De ces poissons-là, il ne serait évidemment pas difficile de s’emparer ; encore fallait-il pouvoir les faire cuire : c’était toujours l’insoluble question.

Fort heureusement, Godfrey, arrivé aux premières lignes de buissons, reconnut deux sortes de fruits ou racines, dont les uns avaient besoin de passer par l’épreuve du feu avant d’être mangés, mais dont les autres étaient comestibles à l’état naturel. De ces deux végétaux, les Indiens d’Amérique font un constant usage.

Le premier était un de ces arbustes nommés « camas », qui poussent même dans les terrains impropres à toute culture. Avec leurs racines, qui ressemblent à un oignon, on fait une sorte de farine très riche en gluten et très nourrissante, à moins qu’on ne préfère les manger comme des pommes de terre. Mais, dans les deux cas, il faut toujours les soumettre à une certaine cuisson ou torréfaction.

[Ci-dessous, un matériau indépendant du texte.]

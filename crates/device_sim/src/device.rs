//! In-memory model of the remote service: camera pipelines plus the
//! rotating/tilting platform. Pure state transitions, no I/O.

use std::collections::BTreeMap;

use serde_json::{json, Map, Value};
use shared::{
    domain::{normalize_rotation, Axis, SourceId},
    protocol::{Action, Command, InboundEnvelope, ModelConfig, PipelineConfig},
    scan::{plan, ScanConfig},
};

const SYSTEM_IDLE: &str = "idle";
const SYSTEM_SCANNING: &str = "scanning";

/// Reply to one inbound frame, plus pushes for every connected client.
#[derive(Debug, Clone, PartialEq)]
pub struct Outcome {
    pub reply: InboundEnvelope,
    pub pushes: Vec<InboundEnvelope>,
}

impl Outcome {
    fn reply(reply: InboundEnvelope) -> Self {
        Self {
            reply,
            pushes: Vec::new(),
        }
    }
}

#[derive(Debug, Clone)]
pub struct SimSource {
    pub config: PipelineConfig,
    pub running: bool,
    pub received: u64,
    pub processed: u64,
    pub counters: BTreeMap<String, u64>,
}

impl SimSource {
    fn new(source_key: &str) -> Self {
        Self {
            config: default_pipeline(source_key),
            running: false,
            received: 0,
            processed: 0,
            counters: BTreeMap::new(),
        }
    }

    fn health(&self) -> Value {
        json!({
            "running": self.running,
            "received": self.received,
            "processed": self.processed,
            "queue_size": self.received.saturating_sub(self.processed),
        })
    }

    fn metrics(&self) -> Value {
        json!({
            "avg_inference_ms": 8.0 + 4.0 * self.config.models.len() as f64,
            "counters": self.counters,
            "last_error": Value::Null,
        })
    }
}

#[derive(Debug, Clone, Default)]
struct SimTask {
    running: bool,
    total: usize,
    visited: usize,
}

impl SimTask {
    fn progress(&self) -> f64 {
        if self.total == 0 {
            return 0.0;
        }
        (self.visited as f64 * 100.0 / self.total as f64).min(100.0)
    }
}

#[derive(Debug, Clone)]
pub struct DeviceState {
    sources: BTreeMap<SourceId, SimSource>,
    platform: f64,
    tilt: f64,
    task: SimTask,
    system_status: String,
    ticks: u64,
}

impl DeviceState {
    pub fn with_sources<I, S>(sources: I) -> Self
    where
        I: IntoIterator<Item = S>,
        S: Into<SourceId>,
    {
        let sources = sources
            .into_iter()
            .map(|id| {
                let id = id.into();
                let source = SimSource::new(id.as_str());
                (id, source)
            })
            .collect();
        Self {
            sources,
            platform: 0.0,
            tilt: 0.0,
            task: SimTask::default(),
            system_status: SYSTEM_IDLE.to_string(),
            ticks: 0,
        }
    }

    pub fn source(&self, source_id: &SourceId) -> Option<&SimSource> {
        self.sources.get(source_id)
    }

    pub fn pose(&self) -> (f64, f64) {
        (self.platform, self.tilt)
    }

    pub fn task_running(&self) -> bool {
        self.task.running
    }

    /// Handles one text frame. Every frame gets exactly one reply, under the
    /// command's own action name; state changes other clients should see go
    /// out as pushes.
    pub fn handle_frame(&mut self, text: &str) -> Outcome {
        let Ok(value) = serde_json::from_str::<Value>(text) else {
            return Outcome::reply(InboundEnvelope::bare_error("invalid JSON"));
        };
        let known_action = value
            .get("action")
            .cloned()
            .and_then(|action| serde_json::from_value::<Action>(action).ok());
        if known_action.is_none() {
            return Outcome::reply(InboundEnvelope::bare_error("unknown action"));
        }
        match serde_json::from_value::<Command>(value) {
            Ok(command) => self.handle_command(command),
            Err(err) => Outcome::reply(InboundEnvelope::bare_error(format!(
                "invalid command: {err}"
            ))),
        }
    }

    pub fn handle_command(&mut self, command: Command) -> Outcome {
        let Command {
            action,
            source_id,
            config,
            data,
        } = command;

        match action {
            Action::ListCameras => Outcome::reply(self.list_cameras()),
            Action::Start => Outcome::reply(self.start(source_id)),
            Action::Stop => Outcome::reply(self.stop(source_id)),
            Action::GetConfig => Outcome::reply(self.get_config(source_id)),
            Action::UpdateConfig => Outcome::reply(self.update_config(source_id, config)),
            Action::GetHealth => Outcome::reply(self.running_source_reply(
                "get_health",
                source_id,
                SimSource::health,
            )),
            Action::GetMetrics => Outcome::reply(self.running_source_reply(
                "get_metrics",
                source_id,
                SimSource::metrics,
            )),
            Action::MovePlatform => match angle(data.as_ref()) {
                Some(angle) => {
                    self.platform = normalize_rotation(angle);
                    Outcome::reply(
                        InboundEnvelope::reply("move_platform")
                            .with_data(json!({ "angle": self.platform })),
                    )
                }
                None => Outcome::reply(failure("move_platform", "missing angle")),
            },
            Action::MoveTilt => match angle(data.as_ref()) {
                Some(angle) => {
                    self.tilt = angle.clamp(0.0, Axis::Tilt.max_angle());
                    let reply = InboundEnvelope::reply("move_tilt")
                        .with_data(json!({ "angle": self.tilt }));
                    Outcome {
                        reply,
                        pushes: self.advance_task(),
                    }
                }
                None => Outcome::reply(failure("move_tilt", "missing angle")),
            },
            Action::StartTask => self.start_task(data),
            Action::StopTask => self.stop_task(),
            Action::GetStatus => Outcome::reply(self.status()),
        }
    }

    /// Periodic pushes for running sources: metrics and counter updates.
    pub fn tick(&mut self) -> Vec<InboundEnvelope> {
        self.ticks += 1;
        let ticks = self.ticks;
        let mut pushes = Vec::new();
        for (source_id, source) in self.sources.iter_mut().filter(|(_, s)| s.running) {
            let fps = u64::from(source.config.fps.unwrap_or(30));
            source.received += fps;
            source.processed += fps;
            *source.counters.entry("person".to_string()).or_default() = ticks % 5;

            pushes.push(
                InboundEnvelope::reply("counter_update")
                    .with_source(source_id.clone())
                    .with_data(json!(source.counters)),
            );
            pushes.push(
                InboundEnvelope::reply("metrics")
                    .with_source(source_id.clone())
                    .with_data(source.metrics()),
            );
        }
        pushes
    }

    fn list_cameras(&self) -> InboundEnvelope {
        let cameras: Vec<Value> = self
            .sources
            .iter()
            .map(|(id, source)| {
                json!({
                    "name": id,
                    "status": if source.running { "running" } else { "stopped" },
                    "clients": u32::from(source.running),
                })
            })
            .collect();
        InboundEnvelope::reply("list_cameras").with_data(Value::Array(cameras))
    }

    fn start(&mut self, source_id: Option<SourceId>) -> InboundEnvelope {
        match source_id {
            Some(id) if self.sources.contains_key(&id) => {
                if let Some(source) = self.sources.get_mut(&id) {
                    source.running = true;
                }
                InboundEnvelope::reply("start")
                    .with_success(true)
                    .with_source(id)
            }
            _ => failure("start", "unknown source_id"),
        }
    }

    fn stop(&mut self, source_id: Option<SourceId>) -> InboundEnvelope {
        let source = source_id
            .as_ref()
            .and_then(|id| self.sources.get_mut(id))
            .filter(|source| source.running);
        match (source, source_id) {
            (Some(source), Some(id)) => {
                source.running = false;
                InboundEnvelope::reply("stop")
                    .with_success(true)
                    .with_source(id)
            }
            _ => failure("stop", "not running"),
        }
    }

    fn get_config(&self, source_id: Option<SourceId>) -> InboundEnvelope {
        let Some((id, source)) = source_id
            .as_ref()
            .and_then(|id| self.sources.get_key_value(id))
        else {
            return failure("get_config", "unknown source_id");
        };
        match serde_json::to_value(&source.config) {
            Ok(data) => InboundEnvelope::reply("get_config")
                .with_source(id.clone())
                .with_data(data),
            Err(err) => failure("get_config", err.to_string()),
        }
    }

    fn update_config(&mut self, source_id: Option<SourceId>, patch: Option<Value>) -> InboundEnvelope {
        let (Some(id), Some(Value::Object(patch))) = (source_id, patch) else {
            return failure("update_config", "missing parameters");
        };
        let Some(source) = self.sources.get_mut(&id).filter(|source| source.running) else {
            return failure("update_config", "not running");
        };
        match merge_config(&source.config, patch) {
            Ok(config) => {
                source.config = config;
                InboundEnvelope::reply("update_config")
                    .with_success(true)
                    .with_source(id)
            }
            Err(err) => failure("update_config", err),
        }
    }

    fn running_source_reply(
        &self,
        action: &str,
        source_id: Option<SourceId>,
        payload: fn(&SimSource) -> Value,
    ) -> InboundEnvelope {
        match source_id
            .as_ref()
            .and_then(|id| self.sources.get_key_value(id))
            .filter(|(_, source)| source.running)
        {
            Some((id, source)) => InboundEnvelope::reply(action)
                .with_source(id.clone())
                .with_data(payload(source)),
            None => InboundEnvelope::reply(action).with_error("not running"),
        }
    }

    fn start_task(&mut self, data: Option<Value>) -> Outcome {
        let config = data
            .ok_or_else(|| "missing task configuration".to_string())
            .and_then(|data| {
                serde_json::from_value::<ScanConfig>(data).map_err(|err| err.to_string())
            })
            .and_then(|config| config.validate().map(|()| config).map_err(|err| err.to_string()));
        match config {
            Ok(config) => {
                self.task = SimTask {
                    running: true,
                    total: plan(&config).len(),
                    visited: 0,
                };
                self.system_status = SYSTEM_SCANNING.to_string();
                Outcome {
                    reply: succeeded("start_task"),
                    pushes: vec![task_state(true), system_status(&self.system_status)],
                }
            }
            Err(err) => Outcome::reply(failure("start_task", err)),
        }
    }

    fn stop_task(&mut self) -> Outcome {
        self.task.running = false;
        self.system_status = SYSTEM_IDLE.to_string();
        Outcome {
            reply: succeeded("stop_task"),
            pushes: vec![task_state(false), system_status(&self.system_status)],
        }
    }

    /// A tilt move completes one scan position.
    fn advance_task(&mut self) -> Vec<InboundEnvelope> {
        if !self.task.running {
            return Vec::new();
        }
        self.task.visited += 1;
        let mut pushes = vec![InboundEnvelope::reply("task_progress")
            .with_data(json!({ "progress": self.task.progress().round() }))];
        if self.task.visited >= self.task.total {
            self.task.running = false;
            self.system_status = SYSTEM_IDLE.to_string();
            pushes.push(task_state(false));
            pushes.push(system_status(&self.system_status));
        }
        pushes
    }

    fn status(&self) -> InboundEnvelope {
        InboundEnvelope::reply("get_status").with_data(json!({
            "platform": self.platform,
            "tilt": self.tilt,
            "task": {
                "running": self.task.running,
                "progress": self.task.progress().round(),
            },
            "systemStatus": self.system_status,
        }))
    }
}

fn failure(action: &str, error: impl Into<String>) -> InboundEnvelope {
    InboundEnvelope::reply(action)
        .with_success(false)
        .with_error(error)
}

fn succeeded(action: &str) -> InboundEnvelope {
    InboundEnvelope::reply(action).with_success(true)
}

fn task_state(running: bool) -> InboundEnvelope {
    InboundEnvelope::reply("task_state").with_data(json!({ "running": running }))
}

fn system_status(status: &str) -> InboundEnvelope {
    InboundEnvelope::reply("system_status").with_data(json!({ "status": status }))
}

fn angle(data: Option<&Value>) -> Option<f64> {
    match data?.get("angle")? {
        Value::Number(number) => number.as_f64(),
        Value::String(text) => text.trim().parse().ok(),
        _ => None,
    }
}

/// Shallow merge of `patch` over the serialized config; unknown keys are kept.
fn merge_config(current: &PipelineConfig, patch: Map<String, Value>) -> Result<PipelineConfig, String> {
    let mut merged = match serde_json::to_value(current) {
        Ok(Value::Object(map)) => map,
        Ok(_) => Map::new(),
        Err(err) => return Err(err.to_string()),
    };
    merged.extend(patch);
    serde_json::from_value(Value::Object(merged)).map_err(|err| err.to_string())
}

fn default_pipeline(source_key: &str) -> PipelineConfig {
    PipelineConfig {
        source: Some(Value::String(source_key.to_string())),
        width: Some(640),
        height: Some(480),
        fps: Some(30),
        quality: Some(95),
        use_cuda: Some(true),
        metrics_enabled: Some(true),
        models: vec![ModelConfig {
            path: "yolo11n.pt".into(),
            draw: true,
            confidence: Some(0.5),
            iou: Some(0.45),
            ..ModelConfig::default()
        }],
        extra: Map::new(),
    }
}

#[cfg(test)]
#[path = "tests/device_tests.rs"]
mod tests;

L’autre arbuste produisait une espèce de bulbe de forme oblongue, qui porte le nom indigène de « yamph », et s’il possède, peut-être, moins de principes nutritifs que le camas, il était bien préférable en cette circonstance, puisqu’on peut le manger cru.

Godfrey, très satisfait de cette découverte, se rassasia, sans plus tarder, de quelques-unes de ces excellentes racines, et, n’oubliant pas le déjeuner de Tartelett, il en fit une grosse botte qu’il jeta sur son épaule, puis il reprit le chemin de Will-Tree.

S’il fut bien reçu en arrivant avec sa récolte d’yamphs, il est inutile d’y insister. Le professeur se régala avidement, et il fallut que son élève l’engageât à se modérer.